Dave Sullivan

No. 48
- Position: Wide receiver

Personal information
- Born: January 31, 1951 (age 75) Steelton, Pennsylvania, U.S.
- Listed height: 5 ft 11 in (1.80 m)
- Listed weight: 185 lb (84 kg)

Career information
- High school: Steelton-Highspire
- College: Virginia
- NFL draft: 1973: 15th round, 384th overall pick

Career history
- Cleveland Browns (1973–1974);

Awards and highlights
- First-team All-ACC (1972);
- Stats at Pro Football Reference

= Dave Sullivan (American football) =

American football player (born 1951)

David Allan Sullivan (born January 1, 1951) is an American former professional football player who was a wide receiver for the Cleveland Browns of the National Football League (NFL). He played college football for the Virginia Cavaliers. He was taken in the 15th round of the 1973 NFL draft. Sullivan played two seasons in Cleveland and had five catches for 92 yards in 1974. In his finest game with the Browns, he caught two passes for 52 yards from Brian Sipe in a 26–16 loss to the Steelers. Sullivan was being defended by Hall of Fame cornerback Mel Blount in that game at Cleveland Stadium in 1974.

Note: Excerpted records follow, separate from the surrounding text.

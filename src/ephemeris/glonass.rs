//! GLONASS orbit integration.
//!
//! Broadcast GLONASS ephemerides are state vectors, propagated by
//! fourth-order Runge-Kutta under central gravity plus the J2 zonal
//! harmonic and the broadcast lunisolar accelerations, in the frame
//! rotating at the PZ-90 rate.

use gnss_core::constants::{J2_GLO, MU_GLO, OMGE_GLO, RE_GLO};
use gnss_core::prelude::*;

/// Integration step (s)
const TSTEP: f64 = 60.0;

/// Equations of motion: `x = [r, v]`, `acc` the lunisolar terms.
fn deq(x: &[f64; 6], acc: &[f64; 3]) -> [f64; 6] {
    let r2 = x[0] * x[0] + x[1] * x[1] + x[2] * x[2];
    if r2 <= 0.0 {
        return [0.0; 6];
    }
    let r3 = r2 * r2.sqrt();
    let omg2 = OMGE_GLO * OMGE_GLO;

    let a = 1.5 * J2_GLO * MU_GLO * RE_GLO * RE_GLO / r2 / r3;
    let b = 5.0 * x[2] * x[2] / r2;
    let c = -MU_GLO / r3 - a * (1.0 - b);

    [
        x[3],
        x[4],
        x[5],
        (c + omg2) * x[0] + 2.0 * OMGE_GLO * x[4] + acc[0],
        (c + omg2) * x[1] - 2.0 * OMGE_GLO * x[3] + acc[1],
        (c - 2.0 * a) * x[2] + acc[2],
    ]
}

/// One Runge-Kutta step of length `tt`.
fn glorbit(tt: f64, x: &mut [f64; 6], acc: &[f64; 3]) {
    let k1 = deq(x, acc);
    let mut w = *x;
    for i in 0..6 {
        w[i] = x[i] + k1[i] * tt / 2.0;
    }
    let k2 = deq(&w, acc);
    for i in 0..6 {
        w[i] = x[i] + k2[i] * tt / 2.0;
    }
    let k3 = deq(&w, acc);
    for i in 0..6 {
        w[i] = x[i] + k3[i] * tt;
    }
    let k4 = deq(&w, acc);
    for i in 0..6 {
        x[i] += (k1[i] + 2.0 * k2[i] + 2.0 * k3[i] + k4[i]) * tt / 6.0;
    }
}

/// Satellite position and velocity at `time` by numerical integration from
/// the reference state at toe. The step sign follows the propagation
/// direction and the last step is clipped to the exact remainder.
pub fn geph2pos(time: Epoch, geph: &GloEphemeris) -> ([f64; 3], [f64; 3], f64) {
    let mut t = time - geph.toe;
    let dts = -geph.taun + geph.gamn * t;

    let mut x = [
        geph.pos[0], geph.pos[1], geph.pos[2], geph.vel[0], geph.vel[1], geph.vel[2],
    ];
    let mut tt = if t < 0.0 { -TSTEP } else { TSTEP };
    while t.abs() > 1e-9 {
        if t.abs() < TSTEP {
            tt = t;
        }
        glorbit(tt, &mut x, &geph.acc);
        t -= tt;
    }

    ([x[0], x[1], x[2]], [x[3], x[4], x[5]], dts)
}

/// Satellite clock bias at `time`, one fixed-point refinement for
/// self-consistency.
pub fn geph2clk(time: Epoch, geph: &GloEphemeris) -> f64 {
    let ts = time - geph.toe;
    let mut t = ts;
    for _ in 0..2 {
        t = ts - (-geph.taun + geph.gamn * t);
    }
    -geph.taun + geph.gamn * t
}

/// GLONASS broadcast ephemeris error (m)
pub const ERREPH_GLO: f64 = 5.0;

#[cfg(test)]
mod test {
    use super::*;
    use gnss_core::constellation::Constellation;
    use gnss_core::coords::norm3;

    fn sample_geph() -> GloEphemeris {
        GloEphemeris {
            sv: SV::new(Constellation::Glonass, 4),
            iode: 40,
            frq: -2,
            toe: Epoch::from_gpst(2151, 18_000.0),
            pos: [11_489_532.0, 17_975_416.0, 12_310_112.0],
            vel: [-1_803.4, 2_459.5, -1_907.3],
            acc: [0.0, 0.0, -2.8e-6],
            taun: 6.3e-5,
            gamn: 1.8e-11,
            ..Default::default()
        }
    }

    #[test]
    fn integration_is_reversible() {
        let geph = sample_geph();
        let t = geph.toe + 900.0;
        let (pos, vel, _) = geph2pos(t, &geph);

        // integrate back from the propagated state
        let forward = GloEphemeris {
            toe: t,
            pos,
            vel,
            ..geph
        };
        let (back, _, _) = geph2pos(geph.toe, &forward);
        for k in 0..3 {
            assert!((back[k] - geph.pos[k]).abs() < 1e-3, "axis {}", k);
        }
    }

    #[test]
    fn orbit_radius_is_sane() {
        let geph = sample_geph();
        for dt in [-900.0, -60.0, 0.0, 30.0, 600.0, 1800.0] {
            let (pos, _, _) = geph2pos(geph.toe + dt, &geph);
            let r = norm3(&pos);
            assert!((2.4e7..2.7e7).contains(&r), "r = {} at dt = {}", r, dt);
        }
    }

    #[test]
    fn zero_offset_returns_reference_state() {
        let geph = sample_geph();
        let (pos, vel, dts) = geph2pos(geph.toe, &geph);
        assert_eq!(pos, geph.pos);
        assert_eq!(vel, geph.vel);
        assert!((dts - -geph.taun).abs() < 1e-15);
    }

    #[test]
    fn clock_fixed_point() {
        let geph = sample_geph();
        let t = geph.toe + 600.0;
        let dts = geph2clk(t, &geph);
        // dts solves dts = -taun + gamn*(t - toe - dts)
        let residual = dts - (-geph.taun + geph.gamn * (600.0 - dts));
        assert!(residual.abs() < 1e-15);
    }
}
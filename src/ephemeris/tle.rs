//! Two-line element propagation.
//!
//! Wraps the `sgp4` propagator for satellites only known from TLE sets
//! (newly launched vehicles, augmentation satellites without broadcast
//! ephemeris). The TEME states are rotated into ECEF by Greenwich mean
//! sidereal time.

use super::SatState;
use crate::Error;
use gnss_core::constants::OMGE;
use gnss_core::prelude::Epoch;

/// TLE variance: orbit accuracy is in the hundreds of metres.
const VAR_TLE: f64 = 300.0 * 300.0;

/// One parsed TLE set with its precomputed propagator.
pub struct Tle {
    pub name: Option<String>,
    elements: sgp4::Elements,
    constants: sgp4::Constants,
}

impl std::fmt::Debug for Tle {
    fn fmt(&self, f: &mut std::fmt::Formatter) -> std::fmt::Result {
        f.debug_struct("Tle")
            .field("name", &self.name)
            .field("norad_id", &self.elements.norad_id)
            .finish()
    }
}

impl Tle {
    /// Parses the two element lines (and an optional name line).
    pub fn from_lines(name: Option<&str>, line1: &str, line2: &str) -> Result<Self, Error> {
        let elements = sgp4::Elements::from_tle(
            name.map(|s| s.to_string()),
            line1.as_bytes(),
            line2.as_bytes(),
        )
        .map_err(|e| Error::Tle(e.to_string()))?;
        let constants =
            sgp4::Constants::from_elements(&elements).map_err(|e| Error::Tle(e.to_string()))?;
        Ok(Self {
            name: elements.object_name.clone(),
            elements,
            constants,
        })
    }

    /// NORAD catalog number.
    pub fn norad_id(&self) -> u64 {
        self.elements.norad_id
    }

    /// Satellite state at `time` (GPS time), in ECEF.
    pub fn state(&self, time: Epoch) -> Result<SatState, Error> {
        let utc = time.gpst_to_utc();
        let epoch_unix = self.elements.datetime.and_utc().timestamp() as f64
            + self.elements.datetime.and_utc().timestamp_subsec_nanos() as f64 * 1e-9;
        let minutes = (utc.sec as f64 + utc.frac - epoch_unix) / 60.0;

        let prediction = self
            .constants
            .propagate(sgp4::MinutesSinceEpoch(minutes))
            .map_err(|e| Error::Tle(e.to_string()))?;

        // TEME -> ECEF by Greenwich mean sidereal time
        let gmst = sgp4::iau_epoch_to_sidereal_time(
            self.elements.epoch() + minutes / (1440.0 * 365.25),
        );
        let (sin_g, cos_g) = gmst.sin_cos();

        let p = prediction.position;
        let v = prediction.velocity;
        let pos = [
            (cos_g * p[0] + sin_g * p[1]) * 1e3,
            (-sin_g * p[0] + cos_g * p[1]) * 1e3,
            p[2] * 1e3,
        ];
        // rotating frame: v_e = R v_teme - omega x r_e
        let vel = [
            (cos_g * v[0] + sin_g * v[1]) * 1e3 + OMGE * pos[1],
            (-sin_g * v[0] + cos_g * v[1]) * 1e3 - OMGE * pos[0],
            v[2] * 1e3,
        ];

        Ok(SatState {
            pos,
            vel,
            dts: 0.0,
            ddts: 0.0,
            var: VAR_TLE,
            svh: 0,
        })
    }
}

Sullivan started three years for UVA despite being considered “undersized” coming out of high school. He was an AP honorable mention All-American and first-team Atlantic Coast Conference wide receiver his senior year at the University of Virginia when he had 51 catches for 662 yards and seven touchdowns. In his UVA career, Sullivan amassed 120 catches for 1,568 yards and 12 touchdowns, the first two setting Virginia records. He participated in the Blue-Gray Classic and senior Bowl All-Star Game after his senior year. He retired from the NFL after his third knee surgery.

After retiring from football, Sullivan found his niche in the funeral and cemetery business. He joined Gibraltar Mausoleum Corp. in Indianapolis in 1977 and rose to become the executive vice president of sales and marketing. He stayed with that company for 18 years. Sullivan has 47 years in the sales and marketing end of the business and formed Saber Management in January 1998.

He was named the 2002 Ernst & Young Heartland, Indiana, Entrepreneur of the Year and led Saber Management to even bigger successes over the next 15 years before selling to Park Lawn Corp. in 2017 for $65 million.

Sullivan is also recognized for his philanthropy. He and his wife, Sara, have been a consistent and generous donor to the nonprofit Amy For Africa, a Christian organization serving Uganda, since 2014. He has also been involved in many other charities promoting needs for children and others in need through both his business contributions and personal ones.